Всю весну он работал с раннего утра до поздней ночи, справляясь со своими многочисленными обязанностями, и еще ухитрялся «под разными предлогами» уводить Кэт из дому, чтобы она могла развлечься, рассеяться. Но ей все-таки не становилось лучше. Тогда он вновь снял Форт-хаус в Бродстерсе с мая по октябрь, и они поехали туда — в последний раз: здесь стало так шумно, что трудно было работать. Ему уже пять лет назад мешали «бродячие музыканты. Если только на улице нет проливного дождя, то не успеешь поработать и получаса, как начинается пытка: и шарманщики, и куплетисты, и скрипки, и бубенцы!» Но теперь здесь стоял такой гомон, что писать можно было, только закрыв все окна и двери, а чтобы погулять в тишине, нужно было уходить куда-нибудь подальше. То было лето Всемирной выставки в Гайд-парке[129], и Диккенс был рад, что живет не в Лондоне. К выставке он испытывал «инстинктивное чувство неприязни, смутное и необъяснимое». Он считал, что выставка «скучна и утомительна». Он побывал на ней дважды, и от количества экспонатов у него закружилась голова. «Зрелища всегда внушали мне безотчетный страх, и при виде такого множества зрелищ, слитых воедино, это чувство отнюдь не рассеялось... Ужасно, когда приходится кривить душой, но если кто-нибудь спрашивает: „А вы уже видели?..“ — я отвечаю: „Да“, — зная, что иначе мне начнут рассказывать о ней, а этого я не выдержу». Его, как всегда, навещали друзья; приехал в Форт-хаус и его будущий биограф. «Здесь побывал Форстер и, снисходительно потрепав городишко по плечу, уехал, внушив Тому Коллинзу[130] глубокую уверенность в том, что он (Ф.) делает океану огромное одолжение, купаясь в нем».

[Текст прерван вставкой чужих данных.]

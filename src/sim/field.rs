//! The pin field: official rack layout, knockdowns, and resets
//!
//! Twelve pins live here for the lifetime of a session. A pin's `knocked`
//! flag and its geometry are independent: a knocked pin keeps sliding
//! until the integrator stops it, and between turns pins are stood up
//! wherever they lie - only a full reset restores the rack.

use std::f32::consts::{FRAC_PI_2, FRAC_PI_3, FRAC_PI_4, FRAC_PI_6, PI, TAU};

use glam::Vec2;
use rand::Rng;
use rand_pcg::Pcg32;

use super::chain::{self, Task};
use super::state::{GameEvent, GamePhase, GameState, Pin};
use crate::consts::*;
use crate::error::CommandError;
use crate::Result;

/// Official 4-row rack: pin numbers by (column offset, row), far row first
const RACK: [(f32, usize, u8); PIN_COUNT] = [
    (-1.0, 0, 7),
    (0.0, 0, 9),
    (1.0, 0, 8),
    (-1.5, 1, 5),
    (-0.5, 1, 11),
    (0.5, 1, 12),
    (1.5, 1, 6),
    (-1.0, 2, 3),
    (0.0, 2, 10),
    (1.0, 2, 4),
    (-0.5, 3, 1),
    (0.5, 3, 2),
];

/// Holds the 12 pins and their kinetic state
#[derive(Debug, Clone)]
pub struct PinField {
    pins: Vec<Pin>,
}

impl Default for PinField {
    fn default() -> Self {
        Self::new()
    }
}

impl PinField {
    /// Build the field with every pin in its rack slot
    pub fn new() -> Self {
        let pins = RACK
            .iter()
            .map(|&(col, row, number)| {
                let pos = Vec2::new(
                    RACK_CENTER_X + col * RACK_COLUMN_SPACING,
                    RACK_START_Y + row as f32 * RACK_ROW_SPACING,
                );
                Pin::new(number, pos)
            })
            .collect();
        Self { pins }
    }

    pub fn pins(&self) -> &[Pin] {
        &self.pins
    }

    pub fn pins_mut(&mut self) -> &mut [Pin] {
        &mut self.pins
    }

    pub fn pin(&self, number: u8) -> Option<&Pin> {
        self.pins.iter().find(|p| p.number == number)
    }

    pub fn pin_mut(&mut self, number: u8) -> Option<&mut Pin> {
        self.pins.iter_mut().find(|p| p.number == number)
    }

    /// Pins still upright
    pub fn standing_pins(&self) -> Vec<&Pin> {
        self.pins.iter().filter(|p| !p.knocked).collect()
    }

    /// Pins down since the last reset cycle
    pub fn knocked_pins(&self) -> Vec<&Pin> {
        self.pins.iter().filter(|p| p.knocked).collect()
    }

    /// Knocked pin numbers, ascending; what the scorer reads
    pub fn knocked_numbers(&self) -> Vec<u8> {
        let mut numbers: Vec<u8> = self
            .pins
            .iter()
            .filter(|p| p.knocked)
            .map(|p| p.number)
            .collect();
        numbers.sort_unstable();
        numbers
    }

    pub fn any_animating(&self) -> bool {
        self.pins.iter().any(|p| p.animating)
    }

    /// Full reset: every pin back to its rack slot, upright and still
    pub fn reset_to_rack(&mut self) {
        for pin in &mut self.pins {
            pin.pos = pin.rack_pos;
            pin.rest_pos = pin.rack_pos;
            pin.settle_upright();
        }
    }

    /// Apply the gentle re-stand impulse scheduled between turns
    pub(crate) fn apply_stand_impulse(&mut self, number: u8, rng: &mut Pcg32) {
        let Some(pin) = self.pin_mut(number) else {
            return;
        };
        if pin.knocked {
            return;
        }
        pin.animating = true;
        pin.vel = Vec2::new(
            rng.random_range(-STAND_LATERAL_RANGE..STAND_LATERAL_RANGE),
            -rng.random_range(STAND_LIFT_MIN..STAND_LIFT_MAX),
        );
        pin.angular_vel = rng.random_range(-STAND_SPIN_RANGE..STAND_SPIN_RANGE);
    }
}

/// Draw the outward knockdown impulse for a pin at `pos`. The direction
/// starts uniform and is resampled toward the field interior near each
/// boundary, so pins stay in the visible play area.
fn knock_impulse(pos: Vec2, rng: &mut Pcg32) -> (Vec2, f32) {
    let mut angle = rng.random_range(0.0..TAU);
    let force = rng.random_range(KNOCK_FORCE_MIN..KNOCK_FORCE_MAX);

    if pos.y < BIAS_FAR_Y {
        // Far edge: push back down the field
        angle = FRAC_PI_4 + rng.random_range(0.0..FRAC_PI_2);
    } else if pos.y > BIAS_NEAR_Y {
        // Near the throw line: push up-field
        angle = -FRAC_PI_4 + rng.random_range(0.0..FRAC_PI_2);
    }
    if pos.x < BIAS_LEFT_X {
        angle = -FRAC_PI_6 + rng.random_range(0.0..FRAC_PI_3);
    } else if pos.x > BIAS_RIGHT_X {
        angle = PI * 5.0 / 6.0 + rng.random_range(0.0..FRAC_PI_3);
    }

    let vel = Vec2::new(angle.cos(), angle.sin()) * force;
    let spin = rng.random_range(-KNOCK_SPIN_RANGE..KNOCK_SPIN_RANGE);
    (vel, spin)
}

impl GameState {
    /// Knock a pin over and roll its chain reaction. Idempotent: a pin
    /// already down is left untouched. Returns whether the pin fell.
    pub(crate) fn knock_pin(&mut self, number: u8) -> bool {
        let Some(pin) = self.field.pin_mut(number) else {
            return false;
        };
        if pin.knocked {
            return false;
        }

        let (vel, spin) = knock_impulse(pin.pos, &mut self.rng);
        pin.topple(vel, spin);
        self.events.push(GameEvent::PinKnocked { number });
        log::debug!("pin {} knocked", number);

        chain::propagate(
            &self.field,
            number,
            &mut self.rng,
            &mut self.pending,
            self.time_ticks,
            &mut self.events,
        );
        true
    }

    /// Referee override: mark a pin as knocked by hand.
    ///
    /// Rejected while a throw is in flight - a manual knock landing in the
    /// same tick as projectile collisions could double-score a turn.
    pub fn knock_pin_manually(&mut self, number: u8) -> Result<()> {
        if self.phase == GamePhase::GameOver {
            return Err(CommandError::IllegalCommandInState(
                "game is over; start a new game",
            ));
        }
        if self.current_throw.is_some() {
            return Err(CommandError::IllegalCommandInState(
                "a throw is in flight",
            ));
        }
        if !(1..=PIN_COUNT as u8).contains(&number) {
            return Err(CommandError::InvalidPinReference(number));
        }
        if self.field.pin(number).is_some_and(|p| p.knocked) {
            return Err(CommandError::AlreadyKnocked(number));
        }
        self.knock_pin(number);
        Ok(())
    }

    /// Full manual reset back to the rack layout
    pub fn reset_pins(&mut self) -> Result<()> {
        if self.phase == GamePhase::GameOver {
            return Err(CommandError::IllegalCommandInState(
                "game is over; start a new game",
            ));
        }
        if self.current_throw.is_some() {
            return Err(CommandError::IllegalCommandInState(
                "a throw is in flight",
            ));
        }
        self.pending.cancel_all();
        self.field.reset_to_rack();
        log::info!("pins re-racked");
        Ok(())
    }

    /// Between-turn reset: stand fallen pins up where they lie and
    /// schedule their re-stand wobble. Pending cascade knocks are
    /// cancelled - a pin that has been stood up must not fall to a stale
    /// task from the previous turn.
    pub(crate) fn reset_field_for_next_turn(&mut self) {
        self.pending.cancel_all();
        let now = self.time_ticks;
        let mut stands: Vec<(u64, u8)> = Vec::new();
        for pin in self.field.pins_mut() {
            if !pin.knocked {
                continue;
            }
            pin.rest_pos = pin.pos;
            pin.settle_upright();
            let delay = self.rng.random_range(0..=STAND_DELAY_MAX_TICKS);
            stands.push((now + delay, pin.number));
        }
        for (due, number) in stands {
            self.pending.schedule(due, Task::Stand(number));
        }
    }
}

#[cfg(test)]
mod tests {
    use super::*;
    use rand::SeedableRng;

    #[test]
    fn test_official_rack_layout() {
        let field = PinField::new();
        assert_eq!(field.pins().len(), 12);

        let mut numbers: Vec<u8> = field.pins().iter().map(|p| p.number).collect();
        numbers.sort_unstable();
        assert_eq!(numbers, (1..=12).collect::<Vec<u8>>());

        // Far row is 7-9-8 left to right
        assert_eq!(field.pin(7).unwrap().pos, Vec2::new(365.0, 150.0));
        assert_eq!(field.pin(9).unwrap().pos, Vec2::new(400.0, 150.0));
        assert_eq!(field.pin(8).unwrap().pos, Vec2::new(435.0, 150.0));
        // Near row is 1-2
        assert_eq!(field.pin(1).unwrap().pos, Vec2::new(382.5, 270.0));
        assert_eq!(field.pin(2).unwrap().pos, Vec2::new(417.5, 270.0));
    }

    #[test]
    fn test_partition_is_always_exhaustive() {
        let mut state = GameState::new(5);
        for n in [3, 7, 7, 12, 1] {
            state.knock_pin(n);
            let standing = state.field.standing_pins().len();
            let knocked = state.field.knocked_pins().len();
            assert_eq!(standing + knocked, 12);
        }
        assert_eq!(state.field.knocked_numbers(), vec![1, 3, 7, 12]);
    }

    #[test]
    fn test_knock_is_idempotent() {
        let mut state = GameState::new(5);
        assert!(state.knock_pin(6));
        let vel = state.field.pin(6).unwrap().vel;
        assert!(!state.knock_pin(6));
        assert_eq!(state.field.pin(6).unwrap().vel, vel);
    }

    #[test]
    fn test_knock_impulse_force_range() {
        let mut rng = Pcg32::seed_from_u64(11);
        for _ in 0..200 {
            let (vel, spin) = knock_impulse(Vec2::new(400.0, 250.0), &mut rng);
            let force = vel.length();
            assert!(force > KNOCK_FORCE_MIN - 0.01 && force < KNOCK_FORCE_MAX + 0.01);
            assert!(spin.abs() <= KNOCK_SPIN_RANGE);
        }
    }

    #[test]
    fn test_knock_impulse_biases_near_pins_up_field() {
        let mut rng = Pcg32::seed_from_u64(11);
        for _ in 0..200 {
            // Below the near threshold: velocity must point up-field
            let (vel, _) = knock_impulse(Vec2::new(400.0, 400.0), &mut rng);
            assert!(vel.y < 0.0, "near-line pin knocked toward the line: {vel:?}");
        }
    }

    #[test]
    fn test_knock_impulse_biases_edge_pins_inward() {
        let mut rng = Pcg32::seed_from_u64(11);
        for _ in 0..200 {
            let (vel, _) = knock_impulse(Vec2::new(100.0, 250.0), &mut rng);
            assert!(vel.x > 0.0, "left-edge pin knocked outward: {vel:?}");
            let (vel, _) = knock_impulse(Vec2::new(700.0, 250.0), &mut rng);
            assert!(vel.x < 0.0, "right-edge pin knocked outward: {vel:?}");
        }
    }

    #[test]
    fn test_full_reset_restores_rack() {
        let mut state = GameState::new(5);
        state.knock_pin(4);
        state.knock_pin(10);
        state.field.pin_mut(4).unwrap().pos = Vec2::new(300.0, 333.0);

        state.reset_pins().unwrap();
        for pin in state.field.pins() {
            assert!(!pin.knocked);
            assert!(!pin.animating);
            assert_eq!(pin.pos, pin.rack_pos);
            assert_eq!(pin.rest_pos, pin.rack_pos);
            assert_eq!(pin.vel, Vec2::ZERO);
            assert_eq!(pin.angular_vel, 0.0);
        }
    }

    #[test]
    fn test_manual_knock_validation() {
        let mut state = GameState::new(5);
        assert_eq!(
            state.knock_pin_manually(0),
            Err(CommandError::InvalidPinReference(0))
        );
        assert_eq!(
            state.knock_pin_manually(13),
            Err(CommandError::InvalidPinReference(13))
        );
        state.knock_pin_manually(8).unwrap();
        assert_eq!(
            state.knock_pin_manually(8),
            Err(CommandError::AlreadyKnocked(8))
        );
    }

    #[test]
    fn test_manual_knock_rejected_mid_flight() {
        let mut state = GameState::new(5);
        state.throw_at(400.0, 200.0).unwrap();
        let before = state.field.knocked_numbers();
        assert!(matches!(
            state.knock_pin_manually(5),
            Err(CommandError::IllegalCommandInState(_))
        ));
        assert_eq!(state.field.knocked_numbers(), before);
    }

    #[test]
    fn test_between_turn_reset_preserves_positions() {
        let mut state = GameState::new(5);
        state.knock_pin(9);
        // Let the pin slide somewhere
        for _ in 0..300 {
            super::super::tick(&mut state);
        }
        let rest = state.field.pin(9).unwrap().pos;
        assert_ne!(rest, state.field.pin(9).unwrap().rack_pos);

        state.reset_field_for_next_turn();
        let pin = state.field.pin(9).unwrap();
        assert!(!pin.knocked);
        assert_eq!(pin.pos, rest);
        assert_eq!(pin.rest_pos, rest);
        assert!(!state.pending.is_empty(), "re-stand impulse not scheduled");
    }
}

Все лето Диккенс лихорадочно переделывал и перестраивал свой новый дом. Срок аренды дома № 1 на Девоншир-Террас истекал, и осенью семейству Диккенсов предстояло переехать в Тэвисток-хаус (на площади Тэвисток). Все заботы в связи с переездом легли на Диккенса, и он проявлял при этом больше предусмотрительности, энергии, расторопности, силы воли, сосредоточенности и внимания к каждой мелочи, чем какой-нибудь премьер-министр, управляя целой страной. Когда Диккенс вселялся в новый дом, это было похоже на землетрясение. Ремонтом распоряжался Генри Остин, муж его младшей сестры, и из писем Диккенса, адресованных ему, видно, что хозяина дома чрезвычайно раздражала медлительность английских рабочих. «Я то и дело брожу (в воображении) по всему дому, на каждом шагу наталкиваясь на рабочих, — писал он из Бродстерса. — Когда у них начинается обеденный перерыв, я падаю духом, а при мысли о том, что в воскресенье они вообще не притронутся к работе, становлюсь несчастнейшим из людей. За обедом мне чудится в подливке вкус клея. В морском воздухе я слышу запах краски. Известка преследует меня днем и ночью, как страшный призрак. Мне снится, что я плотник и никак не могу поставить перегородку в холле. Мне часто снится, что я принимаю в своей гостиной избранное общество и во время танцев проваливаюсь в кухню, так как одной балки не хватает... И каждую ночь мне снятся рабочие. Они строят мне рожи, но ничего другого строить не желают». И месяц спустя: «Ох, неужели это надолго? Все внимание поглощает новая книга! Сюжет так и вертится в голове! А тут еще эти рабочие, эта тупая голова, эта безумная необходимость — и полная неспособность — писать, это брр! Я, кажется, скоро попаду кое-куда!»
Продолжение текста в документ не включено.